Sep 01, 2011

Abkhazia: Ignoring Elections Threatens West’s Already Tenuous Credibility


Western powers have been further discredited in Abkhazia by refusing to recognize or even observe the third presidential elections that were held in the country last week.  Amid high turnouts of over seventy percent commentators now fear the West’s influence will wane in the region as a whole.

Below is an article published by the New York Times:

Last Friday [26 August 2011], voters in […] Abkhazia went to the polls in a presidential election that was broadly ignored by the United States and its European allies.

There were no international observers, no stern warnings to Abkhaz leaders about the rule of law, no Western congratulations to the winner — Alexander Ankvab, who had been acting president since Sergei Bagapsh, the twice-elected Abkhaz president, died suddenly in May.

In fact, many Western organizations, urged by Tbilisi, condemned the polling. Catherine Ashton, the European Union foreign policy chief, said the E.U. “does not recognize the constitutional and legal framework within which these elections have taken place,” while NATO declared that the alliance “does not recognize the elections.”
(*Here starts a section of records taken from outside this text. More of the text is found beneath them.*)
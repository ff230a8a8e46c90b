//! Lazy, single-flight ownership of the inference engine.
//!
//! The model is loaded on first use, never at startup. However many callers
//! race on the first [`EngineHandle::acquire`], exactly one load runs; the
//! rest wait for its outcome. A failed load is remembered and returned to
//! every later caller until the process restarts.
//!
//! State lives in a `tokio::sync::watch` channel:
//!
//! - readers (`status`, the health endpoint) peek without blocking
//! - the `Uninitialized -> Loading` transition happens inside
//!   `send_if_modified`, so only one caller can win it
//! - the load itself runs on a spawned task, so a caller that is cancelled
//!   while waiting cannot strand the handle in `Loading`

use std::fmt;
use std::sync::Arc;
use std::time::Instant;

use tokio::sync::watch;
use tracing::{error, info};

use crate::ports::{EngineLoadError, EngineLoader, InferenceEngine};

/// Lifecycle of the engine.
#[derive(Clone)]
pub enum EngineState {
    Uninitialized,
    Loading,
    Ready(Arc<dyn InferenceEngine>),
    Failed(EngineLoadError),
}

impl EngineState {
    pub const fn status(&self) -> EngineStatus {
        match self {
            Self::Uninitialized => EngineStatus::Uninitialized,
            Self::Loading => EngineStatus::Loading,
            Self::Ready(_) => EngineStatus::Ready,
            Self::Failed(_) => EngineStatus::Failed,
        }
    }

    const fn is_terminal(&self) -> bool {
        matches!(self, Self::Ready(_) | Self::Failed(_))
    }

    fn outcome(&self) -> Option<Result<Arc<dyn InferenceEngine>, EngineLoadError>> {
        match self {
            Self::Ready(engine) => Some(Ok(Arc::clone(engine))),
            Self::Failed(err) => Some(Err(err.clone())),
            Self::Uninitialized | Self::Loading => None,
        }
    }
}

impl fmt::Debug for EngineState {
    fn fmt(&self, f: &mut fmt::Formatter<'_>) -> fmt::Result {
        match self {
            Self::Failed(err) => f.debug_tuple("Failed").field(err).finish(),
            other => write!(f, "{}", other.status()),
        }
    }
}

/// Payload-free view of [`EngineState`].
#[derive(Debug, Clone, Copy, PartialEq, Eq)]
pub enum EngineStatus {
    Uninitialized,
    Loading,
    Ready,
    Failed,
}

impl fmt::Display for EngineStatus {
    fn fmt(&self, f: &mut fmt::Formatter<'_>) -> fmt::Result {
        match self {
            Self::Uninitialized => write!(f, "Uninitialized"),
            Self::Loading => write!(f, "Loading"),
            Self::Ready => write!(f, "Ready"),
            Self::Failed => write!(f, "Failed"),
        }
    }
}

/// Process-wide owner of the engine.
pub struct EngineHandle {
    loader: Arc<dyn EngineLoader>,
    state: Arc<watch::Sender<EngineState>>,
    model_id: String,
}

impl EngineHandle {
    pub fn new(loader: Arc<dyn EngineLoader>) -> Self {
        let model_id = loader.model_id();
        let (state, _) = watch::channel(EngineState::Uninitialized);
        Self {
            loader,
            state: Arc::new(state),
            model_id,
        }
    }

    /// Model identifier reported by the loader.
    pub fn model_id(&self) -> &str {
        &self.model_id
    }

    /// Current status. Never blocks and never triggers a load.
    pub fn status(&self) -> EngineStatus {
        self.state.borrow().status()
    }

    pub fn is_loaded(&self) -> bool {
        self.status() == EngineStatus::Ready
    }

    /// Get the engine, loading it first if nobody has yet.
    ///
    /// Concurrent callers during the first load all observe the same
    /// outcome. Once `Failed`, every call returns the stored error without
    /// retrying.
    pub async fn acquire(&self) -> Result<Arc<dyn InferenceEngine>, EngineLoadError> {
        if let Some(outcome) = self.state.borrow().outcome() {
            return outcome;
        }

        let mut rx = self.state.subscribe();
        let claimed = self.state.send_if_modified(|state| {
            if matches!(state, EngineState::Uninitialized) {
                *state = EngineState::Loading;
                true
            } else {
                false
            }
        });
        if claimed {
            self.spawn_load();
        }

        let state = rx
            .wait_for(EngineState::is_terminal)
            .await
            .map_err(|_| EngineLoadError::Aborted)?;
        state.outcome().unwrap_or(Err(EngineLoadError::Aborted))
    }

    fn spawn_load(&self) {
        let loader = Arc::clone(&self.loader);
        let state = Arc::clone(&self.state);
        let model_id = self.model_id.clone();

        tokio::spawn(async move {
            info!(target: "edgewriter.engine", model = %model_id, "Loading model");
            let started = Instant::now();

            // Inner task so a panicking loader still resolves the waiters.
            let joined = tokio::spawn(async move { loader.load().await }).await;
            let next = match joined {
                Ok(Ok(engine)) => {
                    info!(
                        target: "edgewriter.engine",
                        model = %model_id,
                        elapsed = ?started.elapsed(),
                        "Model loaded"
                    );
                    EngineState::Ready(engine)
                }
                Ok(Err(err)) => {
                    error!(target: "edgewriter.engine", model = %model_id, error = %err, "Model load failed");
                    EngineState::Failed(err)
                }
                Err(join_err) => {
                    error!(target: "edgewriter.engine", model = %model_id, error = %join_err, "Model load task died");
                    EngineState::Failed(EngineLoadError::Aborted)
                }
            };
            state.send_replace(next);
        });
    }
}

impl fmt::Debug for EngineHandle {
    fn fmt(&self, f: &mut fmt::Formatter<'_>) -> fmt::Result {
        f.debug_struct("EngineHandle")
            .field("model_id", &self.model_id)
            .field("state", &*self.state.borrow())
            .finish_non_exhaustive()
    }
}

#[cfg(test)]
mod tests {
    use super::*;
    use crate::ports::{Completion, CompletionRequest, InferenceError};
    use async_trait::async_trait;
    use std::sync::atomic::{AtomicUsize, Ordering};
    use std::time::Duration;

    struct EchoEngine;

    #[async_trait]
    impl InferenceEngine for EchoEngine {
        async fn complete(&self, request: CompletionRequest) -> Result<Completion, InferenceError> {
            Ok(Completion {
                text: request.prompt,
                usage: None,
            })
        }
    }

    struct SlowLoader {
        calls: AtomicUsize,
        fail: bool,
    }

    #[async_trait]
    impl EngineLoader for SlowLoader {
        fn model_id(&self) -> String {
            "test-model".into()
        }

        async fn load(&self) -> Result<Arc<dyn InferenceEngine>, EngineLoadError> {
            self.calls.fetch_add(1, Ordering::SeqCst);
            tokio::time::sleep(Duration::from_millis(20)).await;
            if self.fail {
                Err(EngineLoadError::Rejected("corrupt".into()))
            } else {
                Ok(Arc::new(EchoEngine))
            }
        }
    }

    fn handle(fail: bool) -> (Arc<SlowLoader>, EngineHandle) {
        let loader = Arc::new(SlowLoader {
            calls: AtomicUsize::new(0),
            fail,
        });
        let handle = EngineHandle::new(Arc::clone(&loader) as Arc<dyn EngineLoader>);
        (loader, handle)
    }

    #[tokio::test]
    async fn test_starts_uninitialized() {
        let (loader, handle) = handle(false);
        assert_eq!(handle.status(), EngineStatus::Uninitialized);
        assert!(!handle.is_loaded());
        assert_eq!(handle.model_id(), "test-model");
        assert_eq!(loader.calls.load(Ordering::SeqCst), 0);
    }

    #[tokio::test]
    async fn test_acquire_loads_once() {
        let (loader, handle) = handle(false);
        handle.acquire().await.unwrap();
        handle.acquire().await.unwrap();
        assert!(handle.is_loaded());
        assert_eq!(loader.calls.load(Ordering::SeqCst), 1);
    }

    #[tokio::test]
    async fn test_failure_is_sticky() {
        let (loader, handle) = handle(true);
        let first = handle.acquire().await.err().expect("load should fail");
        let second = handle.acquire().await.err().expect("failure is remembered");
        assert_eq!(first, EngineLoadError::Rejected("corrupt".into()));
        assert_eq!(first, second);
        assert_eq!(handle.status(), EngineStatus::Failed);
        assert_eq!(loader.calls.load(Ordering::SeqCst), 1);
    }

    #[tokio::test]
    async fn test_cancelled_waiter_does_not_strand_load() {
        let (loader, handle) = handle(false);
        let handle = Arc::new(handle);

        let waiter = {
            let handle = Arc::clone(&handle);
            tokio::spawn(async move { handle.acquire().await.map(|_| ()) })
        };
        tokio::time::sleep(Duration::from_millis(5)).await;
        waiter.abort();

        handle.acquire().await.unwrap();
        assert_eq!(loader.calls.load(Ordering::SeqCst), 1);
    }
}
The main reason for these reactions is that while the people of Abkhazia view themselves as an independent state, the world’s governments, with only a very few exceptions, consider the territory as an integral part of Georgia. Only a few weeks ago the U.S. Senate passed a resolution describing Abkhazia as “occupied” by Russia.

Still, condemning political processes in the breakaway territory damages Western credibility and influence in the South Caucasus in a number of ways.

First, by the standards of the South Caucasus, the elections seemed reasonably competitive. Ankvab, with 54 percent of the vote, bested two other candidates — the former prime minister and one-time Moscow favorite Raoul Kadjimba and the current prime minister, Sergei Shamba.

Though the election was probably far from perfect, all three candidates openly courted voters during the campaign and all were granted equal time by state television. The same cannot be said of national elections in Georgia, which is regarded by Western governments as a model democracy that Abkhazia should aspire to join, which for years now has been dominated by the United National Movement of President Mikheil Saakashvili.

Second, there was little evidence to suggest that Moscow predetermined the Abkhazia result. Yet the West’s open hostility to the polling unintentionally reinforced Russia’s growing influence.

Since recognizing Abkhazia’s independence in 2008, after the brief Georgia-Russia war, Russia has effectively taken over a number of Abkhazia’s critical functions and economic sectors under the mantra of pursuing “bilateral cooperation.”

Rather than push the Abkhaz government and public to accept reintegration into Georgia, the West’s policy of isolation has driven Sukhumi even further into Russia’s embrace and reinforced the local notion that the West acts as a proxy for Georgia.

Third, by showing no interest in this election, the West further entrenches the counterproductive position that nothing that happens in Abkhazia, or even the views of the people there, have any bearing on any potential resolution to the conflict.

Right after the election, NATO Secretary General Anders Rasmussen said that “the holding of such elections does not contribute to a peaceful and lasting settlement of the situation in Georgia.”

Yet by openly dismissing Abkhazia’s democratic aspirations and blindly supporting Tbilisi’s hard-line isolationism, the West denies itself the very levers of influence that could be wielded to nudge the Abkhaz leadership on status issues and related negotiations.

The Western position to not recognize Abkhaz independence is the right one. But the policy of isolating Sukhumi has been uncreative, inconsistent and counterproductive.

The West selectively engages with a number of unrecognized states and disputed territories. It promotes a variety of economic links and projects in the Moldovan breakaway territory of Transnistria, and both the United States and Britain accept passports from residents of the unrecognized Turkish Republic of Northern Cyprus.

In an effort to play a more constructive role in the Caucasus, the E.U. last year adopted a more forward-looking strategy of “non-recognition and engagement” toward Abkhazia intended to promote more contacts. But the strategy remains stalled in E.U. bureaucratic reshuffling and aggressive Georgian lobbying.

Ultimately, the West’s stance has no immediate consequences for the newly elected Abkhaz president, who must somehow bolster Abkhazia’s weak economy, court investors to upgrade its decimated infrastructure and carefully navigate its dependence on Russia.

But it does keep the West marginalized in that part of the Caucasus precisely at a time when Washington and Brussels should be promoting alternatives to the all-too-familiar system of great-power clientele-ism and competition.

Note: UNPO would like to acknowledge that 80 international observers, including our organization, took part in election monitoring missions this past election.